RACISMO – Gol impedido

As ideias de Gilberto Freire desmobilizaram o fatalismo racial defendido por alguns e a miscigenação, antes condenada, ganhou status de demonstração da tolerância étnico-racial do Brasil.

Por isso, a obra de Freire contribuiu decisivamente para a desconstrução de um conjunto de ideias que condenava a população brasileira ao atraso, ao desaparecimento e a impossibilidade de construção de uma nação. Mas criou ideia da ausência de preconceito e de discriminação racial.

Em uma passagem do clássico Casa Grande Senzala, ele descreve: “Vê-se quanto foi prudente e sensata a política social seguida no Brasil com relação aos escravos. A religião tornou-se o ponto de encontro e de confraternização entre as duas culturas, a do senhor e a do negro; e nunca uma intransponível ou dura barreira. Os próprios padres proclamavam a vantagem de concederem-se aos negros seus folguedos africanos. Um deles, jesuíta, escrevendo no século XVIII, aconselhava os senhores não só a permitirem, como a colaborarem com suas festas de Nossa Senhora do Rosário e de São Benedito”.

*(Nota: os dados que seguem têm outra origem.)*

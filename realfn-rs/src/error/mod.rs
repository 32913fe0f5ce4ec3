pub mod kind;

use levenshtein::levenshtein;

/// Returns all names in `candidates` that are within one edit of `name`.
pub fn similar<'a>(name: &str, candidates: impl IntoIterator<Item = &'a str>) -> Vec<String> {
    candidates.into_iter()
        .filter(|candidate| levenshtein(candidate, name) < 2)
        .map(String::from)
        .collect()
}

#[cfg(test)]
mod tests {
    use pretty_assertions::assert_eq;
    use super::*;

    #[test]
    fn one_edit_away() {
        let names = ["poly", "three", "nested"];
        assert_eq!(similar("pol", names), vec!["poly".to_string()]);
        assert_eq!(similar("thre", names), vec!["three".to_string()]);
        assert_eq!(similar("nestde", names), Vec::<String>::new());
        assert_eq!(similar("poly", names), vec!["poly".to_string()]);
    }
}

O argumento de uma convivência “harmônica” entre senhores e escravos exposto pelo autor de Sobrados e Mucambos será recorrente em sua obra. Mas, se essa harmonia tivesse existido de fato não haveriam surgidos tantos quilombos espalhados por todo país.

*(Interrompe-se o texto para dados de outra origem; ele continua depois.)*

//! Parsing of explorer commands.
//!
//! A command is a line of whitespace-separated words: the name of the command, followed by its
//! arguments. Every word keeps its position in the line, so that errors can point at it.

use crate::{
    catalog::{self, Function},
    error::{
        kind::{InvalidNumber, MissingArgument, NumberKind, OrderTooLarge, TooManyArguments, UnknownCommand, UnknownFunction},
        similar,
    },
};
use realfn_error::Error;
use std::{ops::Range, slice::Iter};

/// A word of the input, along with its position.
#[derive(Debug, Clone, PartialEq)]
pub struct Word<'a> {
    pub text: &'a str,
    pub span: Range<usize>,
}

/// Splits the input into words.
pub fn words(input: &str) -> Vec<Word<'_>> {
    let mut words = Vec::new();
    let mut start = None;
    for (i, c) in input.char_indices() {
        if c.is_whitespace() {
            if let Some(s) = start.take() {
                words.push(Word { text: &input[s..i], span: s..i });
            }
        } else if start.is_none() {
            start = Some(i);
        }
    }

    if let Some(s) = start {
        words.push(Word { text: &input[s..], span: s..input.len() });
    }
    words
}

/// The largest derivative order accepted by `diff`, `opt` and `steps`. Unsimplified derivative
/// trees grow combinatorially with the order.
pub const MAX_ORDER: usize = 8;

/// Information about a command, shown by `help`.
#[derive(Debug, Clone, Copy, PartialEq, Eq)]
pub struct CommandInfo {
    pub name: &'static str,
    pub usage: &'static str,
    pub description: &'static str,
}

/// All commands understood by the explorer.
pub static COMMANDS: [CommandInfo; 8] = [
    CommandInfo {
        name: "list",
        usage: "list",
        description: "lists the example functions",
    },
    CommandInfo {
        name: "help",
        usage: "help",
        description: "shows this message",
    },
    CommandInfo {
        name: "show",
        usage: "show NAME",
        description: "prints a function",
    },
    CommandInfo {
        name: "eval",
        usage: "eval NAME X",
        description: "evaluates a function at X",
    },
    CommandInfo {
        name: "diff",
        usage: "diff NAME [N]",
        description: "prints the N-th derivative of a function (default: 1, at most 8)",
    },
    CommandInfo {
        name: "opt",
        usage: "opt NAME [N]",
        description: "differentiates a function N times (default: 4, at most 8), then simplifies it",
    },
    CommandInfo {
        name: "steps",
        usage: "steps NAME [N]",
        description: "lists the steps taken to simplify the N-th derivative (default: 1, at most 8)",
    },
    CommandInfo {
        name: "table",
        usage: "table NAME FROM TO STEPS",
        description: "samples a function at STEPS + 1 evenly spaced points",
    },
];

/// A command that can be executed.
#[derive(Debug, Clone)]
pub enum Command {
    List,
    Help,
    Show(Function),
    Eval(Function, f64),
    Diff(Function, usize),
    Opt(Function, usize),
    Steps(Function, usize),
    Table {
        function: Function,
        from: f64,
        to: f64,
        steps: usize,
    },
}

/// The arguments following a command name.
struct Args<'w, 'a> {
    info: &'static CommandInfo,
    command: &'w Word<'a>,
    rest: Iter<'w, Word<'a>>,
}

impl<'w, 'a> Args<'w, 'a> {
    /// Returns the next argument, or an error naming the missing argument.
    fn next_required(&mut self, argument: &'static str) -> Result<&'w Word<'a>, Error> {
        self.rest.next().ok_or_else(|| Error::new(
            vec![self.command.span.clone()],
            MissingArgument {
                command: self.info.name,
                argument,
                usage: self.info.usage,
            },
        ))
    }

    /// Parses the next argument as the name of a function in the catalog.
    fn function(&mut self) -> Result<Function, Error> {
        let word = self.next_required("NAME")?;
        catalog::get(word.text).ok_or_else(|| Error::new(
            vec![word.span.clone()],
            UnknownFunction {
                name: word.text.to_string(),
                suggestions: similar(word.text, catalog::names()),
            },
        ))
    }

    /// Parses the next argument as a real number.
    fn real(&mut self, argument: &'static str) -> Result<f64, Error> {
        let word = self.next_required(argument)?;
        parse_number(word, NumberKind::Real)
    }

    /// Parses the next argument as a count.
    fn count(&mut self, argument: &'static str) -> Result<usize, Error> {
        let word = self.next_required(argument)?;
        parse_number(word, NumberKind::Count)
    }

    /// Parses the next argument as a derivative order, if there is one.
    fn order(&mut self, default: usize) -> Result<usize, Error> {
        let Some(word) = self.rest.next() else {
            return Ok(default);
        };

        let order = parse_number(word, NumberKind::Count)?;
        if order > MAX_ORDER {
            return Err(Error::new(
                vec![word.span.clone()],
                OrderTooLarge { order, max: MAX_ORDER },
            ));
        }
        Ok(order)
    }

    /// Checks that all arguments were consumed.
    fn finish(mut self) -> Result<(), Error> {
        match self.rest.next() {
            Some(word) => Err(Error::new(
                vec![word.span.clone()],
                TooManyArguments {
                    command: self.info.name,
                    usage: self.info.usage,
                },
            )),
            None => Ok(()),
        }
    }
}

/// Parses a word as the given kind of number.
fn parse_number<T: std::str::FromStr>(word: &Word, expected: NumberKind) -> Result<T, Error> {
    word.text.parse().map_err(|_| Error::new(
        vec![word.span.clone()],
        InvalidNumber {
            text: word.text.to_string(),
            expected,
        },
    ))
}

/// Creates the error for a command name that has no parser.
fn unknown_command(command: &Word) -> Error {
    Error::new(
        vec![command.span.clone()],
        UnknownCommand {
            name: command.text.to_string(),
            suggestions: similar(command.text, COMMANDS.iter().map(|info| info.name)),
        },
    )
}

/// Parses a line of input into a command. Returns `None` if the line is blank.
pub fn parse(input: &str) -> Result<Option<Command>, Error> {
    let words = words(input);
    let Some((command, rest)) = words.split_first() else {
        return Ok(None);
    };

    let Some(info) = COMMANDS.iter().find(|info| info.name == command.text) else {
        return Err(unknown_command(command));
    };

    let mut args = Args { info, command, rest: rest.iter() };
    let parsed = match info.name {
        "list" => Command::List,
        "help" => Command::Help,
        "show" => Command::Show(args.function()?),
        "eval" => {
            let function = args.function()?;
            Command::Eval(function, args.real("X")?)
        },
        "diff" => {
            let function = args.function()?;
            Command::Diff(function, args.order(1)?)
        },
        "opt" => {
            let function = args.function()?;
            Command::Opt(function, args.order(4)?)
        },
        "steps" => {
            let function = args.function()?;
            Command::Steps(function, args.order(1)?)
        },
        "table" => {
            let function = args.function()?;
            let from = args.real("FROM")?;
            let to = args.real("TO")?;
            let steps = args.count("STEPS")?;
            Command::Table { function, from, to, steps }
        },
        _ => return Err(unknown_command(command)),
    };

    args.finish()?;
    Ok(Some(parsed))
}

A ideia de “Democracia Racial”, defendida por Freire, seria mais tarde questionada por uma série de pesquisadores. Esses pesquisadores criticaram a tentativa de construção de um paraíso racial e demonstraram que o racismo no Brasil tomava feições diferentes em relação a outros países, mas não era inexistente.

O escritor Joel Rufino caracteriza bem o racismo brasileiro: “O nosso racismo é envergonhado, tanto que alguém acusado de preconceito e discriminação racial se defende dizendo que tem amigos e, às vezes, até parentes negros”. Portanto, o racismo no “país do futebol” é do tipo que se envergonha de existir.

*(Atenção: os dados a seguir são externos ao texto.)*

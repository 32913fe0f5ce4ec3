//! Simplification rules for the power function.

use crate::symbolic::{expr::Expr, simplify::step::Step, step_collector::StepCollector};

/// `x^0 = 1`
pub fn power_zero(e: f64, step_collector: &mut dyn StepCollector<Step>) -> Option<Expr> {
    if e == 0.0 {
        step_collector.push(Step::PowerZero);
        Some(Expr::one())
    } else {
        None
    }
}

/// `x^1 = x`
pub fn power_one(e: f64, step_collector: &mut dyn StepCollector<Step>) -> Option<Expr> {
    if e == 1.0 {
        step_collector.push(Step::PowerOne);
        Some(Expr::identity())
    } else {
        None
    }
}

/// Applies all power rules to `x^e`.
pub fn all(e: f64, step_collector: &mut dyn StepCollector<Step>) -> Option<Expr> {
    power_zero(e, step_collector)
        .or_else(|| power_one(e, step_collector))
}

Outro exemplo do nosso racismo “cordial” são as marchinhas de carnaval que contribuíram para reproduzir e popularizar conteúdos racistas. Uma das mais conhecidas e cantadas até hoje diz em um dos seus refrãos: “O teu cabelo não nega, mulata, porque és mulata na cor, mas como a cor não pega, mulata, mulata eu quero o teu amor”.

Diferente do racismo envergando relatado por Rufino, as marchinhas criaram um tipo de racismo recreativo. Tanto este como aquele são reprováveis.

O professor Kabengele Munanga chama atenção para o racismo brasileiro como sendo implícito e sutil. E o fato de não ter existido no Brasil leis segregacionistas como tiveram Estado Unidos e África do Sul contribuiu para tornar esse crime pouco aparente.

No Brasil, as pessoas têm “preconceito de ter preconceito” e por isso todos ostentam filosoficamente uma visão liberal, mas as posturas, discursos e práticas denunciam o contrário.

O racismo é um gol impedido que devemos continuar refletindo, denunciando, problematizando, combatendo, discutindo e jamais naturalizando, achando normal, cartão vermelho para ele.

Por Francisco da Silva Paiva

Um comentário sobre “RACISMO – Gol impedido”

  1. Acelio todos os processos de libertação do mundo, foram com muita luta e sangue, só aqui no Brasil foi a caneta, ops…. a lápis. É porisso que o negro no Brasil ainda carece de ajuda, mais de 100 anos depois e eles (os negros) se acham que está ainda nas senzalas. Uma pena. Mas o processo aqui no Brasil ainda está em andamento.